Macroautophagy (autophagy hereafter) is an intracellular nutrient scavenging pathway induced by starvation and other stressors whereby cellular components such as organelles are captured in double-membrane vesicles (autophagosomes), whereupon their contents are degraded through fusion with lysosomes. Two main purposes of autophagy are to recycle the intracellular breakdown products to sustain metabolism and survival during starvation and to eliminate damaged or excess cellular components to suppress inflammation and maintain homeostasis. In contrast to most normal cells and tissues in the fed state, tumor cells up-regulate autophagy to promote their growth, survival, and malignancy.

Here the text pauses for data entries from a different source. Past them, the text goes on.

//! Shared host-bundle and capability models for runtime composition.

use std::rc::Rc;

use crate::{
    ExternalUrlService, FullscreenService, NoopExternalUrlService, NoopFullscreenService,
};

/// Stable host strategy selected for the current build.
#[derive(Debug, Clone, Copy, PartialEq, Eq)]
pub enum HostStrategy {
    /// Browser-backed runtime composition.
    Browser,
    /// Composition with no-op adapters, used off-browser and in tests.
    Stub,
}

impl HostStrategy {
    /// Returns a stable string token for diagnostics.
    pub const fn as_str(self) -> &'static str {
        match self {
            Self::Browser => "browser",
            Self::Stub => "stub",
        }
    }
}

/// Host availability state for one optional capability domain.
#[derive(Debug, Clone, Copy, PartialEq, Eq)]
pub enum CapabilityStatus {
    /// Capability is available.
    Available,
    /// Capability is not supported on the active host.
    Unavailable,
    /// Capability exists but only works after a user gesture.
    RequiresUserActivation,
}

impl CapabilityStatus {
    /// Returns whether the capability can be used immediately.
    pub const fn is_available(self) -> bool {
        matches!(self, Self::Available)
    }
}

/// Host capability snapshot exposed to runtime wiring.
#[derive(Debug, Clone, Copy, PartialEq, Eq)]
pub struct HostCapabilities {
    /// External URL opening availability.
    pub external_urls: CapabilityStatus,
    /// Fullscreen presentation availability.
    pub fullscreen: CapabilityStatus,
}

impl HostCapabilities {
    /// Browser-default capability posture. Fullscreen needs a user gesture in most engines.
    pub const fn browser() -> Self {
        Self {
            external_urls: CapabilityStatus::Available,
            fullscreen: CapabilityStatus::RequiresUserActivation,
        }
    }

    /// Capability posture of the stub host.
    pub const fn stub() -> Self {
        Self {
            external_urls: CapabilityStatus::Unavailable,
            fullscreen: CapabilityStatus::Unavailable,
        }
    }
}

/// Runtime-selected host service bundle injected into the desktop runtime.
///
/// All environment-specific service selection happens before this bundle crosses into
/// `desktop_runtime`.
#[derive(Clone)]
pub struct HostServices {
    /// External URL opening service.
    pub external_urls: Rc<dyn ExternalUrlService>,
    /// Fullscreen presentation service.
    pub fullscreen: Rc<dyn FullscreenService>,
    /// Host availability snapshot.
    pub capabilities: HostCapabilities,
    /// Stable strategy identifier for diagnostics.
    pub host_strategy: HostStrategy,
}

impl HostServices {
    /// Bundle of no-op services.
    pub fn stub() -> Self {
        Self {
            external_urls: Rc::new(NoopExternalUrlService),
            fullscreen: Rc::new(NoopFullscreenService),
            capabilities: HostCapabilities::stub(),
            host_strategy: HostStrategy::Stub,
        }
    }
}

#[cfg(test)]
mod tests {
    use pretty_assertions::assert_eq;

    use super::*;

    #[test]
    fn stub_bundle_reports_stub_strategy() {
        let services = HostServices::stub();
        assert_eq!(services.host_strategy.as_str(), "stub");
        assert!(!services.capabilities.fullscreen.is_available());
        assert!(!services.fullscreen.is_fullscreen());
    }
}
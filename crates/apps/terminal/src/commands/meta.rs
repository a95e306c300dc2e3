use system_shell::{ContentRenderer, RenderContext};
use system_shell_contract::{
    CommandDescriptor, CommandOutput, OutputLine, OutputSegment, ShellEffect, ShellError,
};

const KEY_BINDINGS: [&str; 4] = [
    "Tab or Ctrl + i  => autocompletes the command",
    "Up Arrow         => go back to previous command",
    "Ctrl + l         => clear the terminal",
    "Click on any command above to execute it",
];

pub struct Clear;

impl ContentRenderer for Clear {
    fn descriptor(&self) -> CommandDescriptor {
        CommandDescriptor::public("clear", "clear the terminal")
    }

    fn render(
        &self,
        _args: &[String],
        _context: &RenderContext<'_>,
    ) -> Result<CommandOutput, ShellError> {
        Ok(CommandOutput::content(Vec::new()))
    }

    fn one_shot(&self, _args: &[String], _context: &RenderContext<'_>) -> Option<ShellEffect> {
        Some(ShellEffect::ClearLog)
    }
}

/// Lists public verbs as replay links, followed by the key bindings.
pub struct Help;

impl ContentRenderer for Help {
    fn descriptor(&self) -> CommandDescriptor {
        CommandDescriptor::public("help", "check available commands")
    }

    fn render(
        &self,
        _args: &[String],
        context: &RenderContext<'_>,
    ) -> Result<CommandOutput, ShellError> {
        let descriptors = context.registry.public_descriptors();
        let width = descriptors
            .iter()
            .map(|descriptor| descriptor.name.len())
            .max()
            .unwrap_or_default();
        let mut lines: Vec<OutputLine> = descriptors
            .into_iter()
            .map(|descriptor| {
                let padding = " ".repeat(width - descriptor.name.len() + 2);
                OutputLine::from_segments(vec![
                    OutputSegment::replay(descriptor.name),
                    OutputSegment::text(format!("{padding}- {}", descriptor.summary)),
                ])
            })
            .collect();
        lines.push(OutputLine::default());
        lines.extend(KEY_BINDINGS.into_iter().map(OutputLine::text));
        Ok(CommandOutput::content(lines))
    }
}

/// Entries up to and including this one, newest first.
pub struct History;

impl ContentRenderer for History {
    fn descriptor(&self) -> CommandDescriptor {
        CommandDescriptor::public("history", "view command history")
    }

    fn render(
        &self,
        _args: &[String],
        context: &RenderContext<'_>,
    ) -> Result<CommandOutput, ShellError> {
        let end = (context.index + 1).min(context.log.len());
        let lines = context.log[..end]
            .iter()
            .rev()
            .map(|entry| OutputLine::from_segments(vec![OutputSegment::replay(entry.clone())]))
            .collect();
        Ok(CommandOutput::content(lines))
    }
}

This tumor-cell-autonomous autophagy supports elevated metabolic demand and suppresses tumoricidal activation of the innate and adaptive immune responses. Tumor-cell-nonautonomous (e.g., host) autophagy also supports tumor growth by maintaining essential tumor nutrients in the circulation and tumor microenvironment and by suppressing an antitumor immune response. In the setting of cancer therapy, autophagy is a resistance mechanism to chemotherapy, targeted therapy, and immunotherapy. Thus, tumor and host autophagy are protumorigenic and autophagy inhibition is being examined as a novel therapeutic approach to treat cancer.